A “turn‐on” fluorescent sensing strategy was developed for ultrasensitive detection of heavy metal mercury ion (Hg2+) directly in water. It utilized an aqueous soluble aggregation‐induced emission (AIE)‐active probe, named 1,1,2,2‐tetrakis(4‐(1H‐tetrazol‐5‐yl)phenyl)ethene (TPE‐4TA), composing of a luminescent tetraphenylene core and multiple anionic tetrazolate spawns. The probe retained dark when molecularly dissolved in water. However, mercury ions can ligate with multiple tetrazolate groups to form infinite coordination polymer particles spontaneously, thus inducing a fluorogenic AIE response for in situ analysis.
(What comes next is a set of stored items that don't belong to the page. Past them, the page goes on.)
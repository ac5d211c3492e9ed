use enum_primitive_derive::Primitive;
use serde::Serialize;
use std::fmt;
use std::sync::{Mutex, MutexGuard, RwLock};
use std::time::{Duration, Instant};
use strum::{Display, EnumIter};
use thiserror::Error;

pub mod controls;
pub mod guard;
pub mod range;
pub mod render;
pub mod scan;
pub mod transform;
pub mod viewport;

use crate::config::Settings;
use crate::navdata::NavigationData;
use controls::RadarControls;
use controls::ControlType;
use scan::ScanBuffer;

pub const NAUTICAL_MILE: i32 = 1852; // 1 nautical mile in meters
pub const NAUTICAL_MILE_F64: f64 = 1852.; // 1 nautical mile in meters

// Bearing lines in the scan buffer per rotation. The wire uses twice as many.
pub const SPOKES: usize = 2048;
pub const SPOKES_RAW: u16 = 4096;

// Intensity samples per bearing line
pub const RETURNS_PER_LINE: usize = 512;

// A "native to radar" bearing, in buffer units [0..2048>
pub type SpokeBearing = u16;

// Milliseconds since the start of the session, see RadarSystemState::now()
pub type Timestamp = u64;

#[derive(Error, Debug)]
pub enum RadarError {
    #[error("I/O operation failed")]
    Io(#[from] std::io::Error),
    #[error("Timeout")]
    Timeout,
    #[error("Shutdown")]
    Shutdown,
    #[error("Cannot set value for control '{0}'")]
    CannotSetControlType(ControlType),
    #[error("Cannot set control '{0}' to value {1}")]
    CannotSetControlTypeValue(ControlType, f64),
    #[error("No such radar '{0}'")]
    NoSuchRadar(RadarUnit),
    #[error("No such guard zone {0}")]
    NoSuchGuardZone(usize),
    #[error("Not in master mode, commands are not sent")]
    NotMaster,
    #[error("No command channel to radar '{0}'")]
    NotConnected(RadarUnit),
    #[error("Cannot parse NMEA0183 '{0}'")]
    ParseNmea0183(String),
    #[error("Configuration error: {0}")]
    Config(String),
}

/// Radar unit within one scanner. Only 4G scanners have a second (B) unit.
#[derive(
    Clone, Copy, Debug, PartialEq, Eq, Hash, PartialOrd, Ord, Display, EnumIter, Serialize,
)]
pub enum RadarUnit {
    A = 0,
    B = 1,
}

impl RadarUnit {
    pub fn index(&self) -> usize {
        *self as usize
    }
}

#[derive(Debug, Clone, Copy, Default, PartialEq, Eq, Serialize)]
#[serde(rename_all = "camelCase")]
pub struct Statistics {
    pub packets: u32,
    pub broken_packets: u32,
    pub spokes: u32,
    pub broken_spokes: u32,
    pub missing_spokes: u32,
}

impl Statistics {
    pub fn new() -> Self {
        Statistics::default()
    }

    pub fn add(&mut self, other: &Statistics) {
        self.packets += other.packets;
        self.broken_packets += other.broken_packets;
        self.spokes += other.spokes;
        self.broken_spokes += other.broken_spokes;
        self.missing_spokes += other.missing_spokes;
    }

    pub fn is_empty(&self) -> bool {
        *self == Statistics::default()
    }
}

impl fmt::Display for Statistics {
    fn fmt(&self, f: &mut fmt::Formatter) -> fmt::Result {
        write!(
            f,
            "packets {} broken {} spokes {} broken {} missing {}",
            self.packets, self.broken_packets, self.spokes, self.broken_spokes, self.missing_spokes
        )
    }
}

#[derive(Copy, Clone, Debug, PartialEq, Eq, Primitive, Serialize)]
pub enum Power {
    Off = 0,
    Standby = 1,
    Transmit = 2,
    Preparing = 5,
}

impl fmt::Display for Power {
    fn fmt(&self, f: &mut fmt::Formatter) -> fmt::Result {
        write!(f, "{:?}", self)
    }
}

#[derive(Copy, Clone, Debug, PartialEq, Eq, Display, Serialize)]
pub enum LinkState {
    Off,
    Seen,
    Active,
}

// No report within this time means the radar is gone
pub const REPORT_WATCHDOG: Duration = Duration::from_secs(20);
// No spokes within this time means the radar stopped transmitting
pub const DATA_WATCHDOG: Duration = Duration::from_secs(5);

#[derive(Debug, Clone)]
pub struct RadarState {
    unit: RadarUnit,
    pub link: LinkState,
    pub scanner_on: bool,
    pub last_seen: Option<Timestamp>,
    pub last_data: Option<Timestamp>,
    pub range_meters: u32,
    pub commanded_range_meters: Option<u32>,
    pub auto_range: bool,
    pub controls: RadarControls,
    statistics: Statistics,
    last_statistics: Statistics,
}

impl RadarState {
    pub fn new(unit: RadarUnit) -> Self {
        RadarState {
            unit,
            link: LinkState::Off,
            scanner_on: false,
            last_seen: None,
            last_data: None,
            range_meters: 0,
            commanded_range_meters: None,
            auto_range: false,
            controls: RadarControls::new(),
            statistics: Statistics::new(),
            last_statistics: Statistics::new(),
        }
    }

    pub fn unit(&self) -> RadarUnit {
        self.unit
    }

    /// Something, anything, came from the radar on the report socket.
    pub fn report_seen(&mut self, now: Timestamp) {
        self.last_seen = Some(now);
        if self.link == LinkState::Off {
            self.transition(LinkState::Seen);
        }
    }

    /// Spokes were decoded.
    pub fn data_seen(&mut self, statistics: &Statistics, now: Timestamp) {
        self.statistics.add(statistics);
        if statistics.spokes > 0 {
            self.last_seen = Some(now);
            self.last_data = Some(now);
            if self.link != LinkState::Active {
                self.transition(LinkState::Active);
            }
        }
    }

    /// Run the watchdogs and close the statistics interval. Returns the
    /// statistics of the interval that just ended.
    pub fn tick(&mut self, now: Timestamp) -> Statistics {
        let expired = |t: Option<Timestamp>, d: Duration| match t {
            Some(t) => now.saturating_sub(t) > d.as_millis() as u64,
            None => true,
        };

        let next = if expired(self.last_seen, REPORT_WATCHDOG) {
            LinkState::Off
        } else if expired(self.last_data, DATA_WATCHDOG) {
            LinkState::Seen
        } else {
            LinkState::Active
        };
        if next != self.link {
            self.transition(next);
        }
        self.scanner_on = self.statistics.spokes > 0;

        self.last_statistics = self.statistics;
        self.statistics = Statistics::new();
        if !self.last_statistics.is_empty() {
            log::debug!("{}: {}", self.unit, self.last_statistics);
        }
        self.last_statistics
    }

    pub fn shutdown(&mut self) {
        self.transition(LinkState::Off);
        self.scanner_on = false;
    }

    pub fn statistics(&self) -> Statistics {
        self.last_statistics
    }

    fn transition(&mut self, next: LinkState) {
        if self.link != next {
            log::info!("{}: radar {} -> {}", self.unit, self.link, next);
            self.link = next;
        }
    }
}

/// Everything the decoder, guard zones and rendering share at run time.
pub struct RadarSystemState {
    epoch: Instant,
    pub scan: ScanBuffer,
    pub navigation: NavigationData,
    pub settings: RwLock<Settings>,
    units: Vec<Mutex<RadarState>>,
}

impl RadarSystemState {
    pub fn new(settings: Settings) -> Self {
        let dual = settings.dual_radar;
        let units = if dual {
            vec![
                Mutex::new(RadarState::new(RadarUnit::A)),
                Mutex::new(RadarState::new(RadarUnit::B)),
            ]
        } else {
            vec![Mutex::new(RadarState::new(RadarUnit::A))]
        };
        let scan = ScanBuffer::new(if dual { 2 } else { 1 });
        scan.set_history_threshold(settings.display_option.target_threshold());

        RadarSystemState {
            epoch: Instant::now(),
            scan,
            navigation: NavigationData::new(),
            settings: RwLock::new(settings),
            units,
        }
    }

    pub fn now(&self) -> Timestamp {
        self.epoch.elapsed().as_millis() as Timestamp
    }

    pub fn units(&self) -> impl Iterator<Item = RadarUnit> + '_ {
        use strum::IntoEnumIterator;
        RadarUnit::iter().take(self.units.len())
    }

    pub fn unit(&self, unit: RadarUnit) -> Result<MutexGuard<'_, RadarState>, RadarError> {
        match self.units.get(unit.index()) {
            // A poisoned lock only means a panic elsewhere; the state itself is still usable
            Some(m) => Ok(m.lock().unwrap_or_else(|e| e.into_inner())),
            None => Err(RadarError::NoSuchRadar(unit)),
        }
    }

    /// `NoSuchRadar` unless `unit` is one of the configured radars.
    pub fn ensure_unit(&self, unit: RadarUnit) -> Result<(), RadarError> {
        if unit.index() < self.units.len() {
            Ok(())
        } else {
            Err(RadarError::NoSuchRadar(unit))
        }
    }

    pub fn settings(&self) -> Settings {
        match self.settings.read() {
            Ok(s) => s.clone(),
            Err(e) => e.into_inner().clone(),
        }
    }

    pub fn update_settings<F: FnOnce(&mut Settings)>(&self, f: F) -> Settings {
        let mut settings = self.settings.write().unwrap_or_else(|e| e.into_inner());
        f(&mut settings);
        settings.clamp();
        self.scan
            .set_history_threshold(settings.display_option.target_threshold());
        settings.clone()
    }
}

#[cfg(test)]
mod tests {
    use super::*;

    #[test]
    fn link_state_follows_watchdogs() {
        let mut state = RadarState::new(RadarUnit::A);
        assert_eq!(state.link, LinkState::Off);

        state.report_seen(1_000);
        assert_eq!(state.link, LinkState::Seen);

        let stats = Statistics {
            packets: 1,
            spokes: 32,
            ..Statistics::default()
        };
        state.data_seen(&stats, 1_500);
        assert_eq!(state.link, LinkState::Active);

        let closed = state.tick(2_000);
        assert_eq!(closed.spokes, 32);
        assert!(state.scanner_on);
        assert_eq!(state.link, LinkState::Active);

        // Data stops, reports continue
        state.report_seen(7_000);
        state.tick(7_000);
        assert_eq!(state.link, LinkState::Seen);
        assert!(!state.scanner_on);

        // Everything stops
        state.tick(7_000 + REPORT_WATCHDOG.as_millis() as u64 + 1);
        assert_eq!(state.link, LinkState::Off);
    }

    #[test]
    fn statistics_reset_every_tick() {
        let mut state = RadarState::new(RadarUnit::B);
        let stats = Statistics {
            packets: 2,
            broken_packets: 1,
            spokes: 64,
            broken_spokes: 2,
            missing_spokes: 3,
        };
        state.data_seen(&stats, 10);
        state.data_seen(&stats, 20);
        let closed = state.tick(30);
        assert_eq!(closed.packets, 4);
        assert_eq!(closed.missing_spokes, 6);
        assert_eq!(state.statistics(), closed);

        let closed = state.tick(40);
        assert!(closed.is_empty());
    }

    #[test]
    fn single_radar_has_no_unit_b() {
        let system = RadarSystemState::new(Settings::default());
        assert!(system.unit(RadarUnit::A).is_ok());
        match system.unit(RadarUnit::B) {
            Err(RadarError::NoSuchRadar(RadarUnit::B)) => {}
            Err(e) => panic!("Error {e}"),
            Ok(_) => panic!("Unit B should not exist"),
        }
        assert_eq!(system.units().count(), 1);
    }
}
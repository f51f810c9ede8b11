//! sumo-source - declarative Sumo Logic collector source management
//!
//! This crate reconciles the sources registered on a Sumo Logic collector
//! against source tasks declared in configuration files, using the Sumo Logic
//! REST API.

pub mod apply;
pub mod config;
pub mod sumologic;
Moreover, by embedding this AIE sensing molecules in a hydrophilic polyvinyl alcohol substrate, the resulting hydrogel film allowed in situ detection of Hg2+ on a laser‐induced fluorescence analysis setup in aqueous environment. This strategy worked effectively in common aqueous environments with pH from 4 to 7.5 and showed high sensitivity (limit of detection down to 0.38 ppb/1.9 nM), good selectivity and a wide linearity range for quantification. This work may lead to a reliable and promising platform for on‐site environmental water analysis. On‐site analysis of toxic metal spices is increasingly important and demands sensitive, reliable, and convenient methods directly in the aqueous environment because of their variable chemo‐physical states. Here, we report a new fluorescent turn‐on mercury sensing system by making use of a specific tetrazolate‐Hg coordination‐triggered aggregation‐induced emission process. By further formulating with a hydrogel host, it allowed for efficient analysis of environmental samples using a LIFs instrument.